O artigo aborda problemas com o sistema de pagamento de taxas para acesso ao trilho do Pico Ruivo na Madeira. Um guia turístico madeirense escreve que pagou 10,5 euros pela taxa mas encontrou lixo deixado por outros visitantes no local. O autor compara a situação com o que acontece nas ruas do Funchal, onde pessoas pagadas pelos impostos limpam o lixo de quem o larga no chão.

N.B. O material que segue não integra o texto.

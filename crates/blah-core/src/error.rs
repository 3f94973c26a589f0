//! Error types for blah core.

use thiserror::Error;

/// Errors raised by canonicalization, key handling and the signed-payload
/// protocol.
#[derive(Debug, Error)]
pub enum CoreError {
    /// Malformed hex, key id or private key material.
    #[error("decode error: {0}")]
    Decode(String),

    /// The encoded key pair carries a version tag this library does not know.
    #[error("unsupported key encoding version: {0:?}")]
    UnsupportedVersion(String),

    /// A required option is missing or out of range.
    #[error("configuration error: {0}")]
    Config(String),

    /// AEAD unwrap failed. Wrong password and corrupted ciphertext are
    /// reported identically.
    #[error("failed to decrypt private key")]
    Decryption,

    /// Sealing the private key failed.
    #[error("failed to encrypt private key")]
    Encryption,

    /// The private key is held as non-extractable and cannot be encoded.
    #[error("private key is not extractable")]
    NotExtractable,

    /// `id_key` / `act_key` do not line up with the verifying key or the
    /// expected identity.
    #[error("signing identity mismatch: {0}")]
    SigningIdentityMismatch(String),

    #[error("invalid signature")]
    InvalidSignature,

    #[error("proof-of-work not met for difficulty {difficulty}")]
    ProofOfWorkUnmet { difficulty: u32 },

    /// The document shape was rejected (missing, extra or mistyped fields).
    #[error("schema validation failed: {0}")]
    SchemaValidation(String),

    /// The value cannot be represented canonically (non-finite number,
    /// non-string map key).
    #[error("canonicalization failed: {0}")]
    Canonicalization(String),
}

/// Result type for core operations.
pub type Result<T> = std::result::Result<T, CoreError>;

O autor critica a gestão do IFCN (Instituto das Florestas e Conservação da Natureza), afirmando que desde o início o sistema foi uma "trapalhada atrás de trapalhada". Aponta que as obras de recuperação do percurso ainda estão em curso e longe de estarem concluídas, contradizendo o que foi noticiado. O sistema de slots de 30 em 30 minutos também é criticado, pois na prática não é verificado e permite que turistas comprem horários incompatíveis com caminhadas que podem durar 5 ou mais horas.
O artigo revela que o IFCN pagou 75 mil euros à empresa Montanhas Assertivas para recolha e limpeza, e centenas de milhares de euros à empresa de segurança privada Charon. O autor questiona a quem pertence a empresa de limpeza e critica a falta de transparência, salientando que nunca foi divulgado o número máximo de visitantes por dia nem o valor total recolhido.
O autor conclui criticando a incompetência do presidente do IFCN, que segundo ele deveria usar a receita para aumentar o ordenado dos vigilantes da natureza e tornar a carreira mais atrativa, já que há pelo menos 4 anos que não entram novos vigilantes.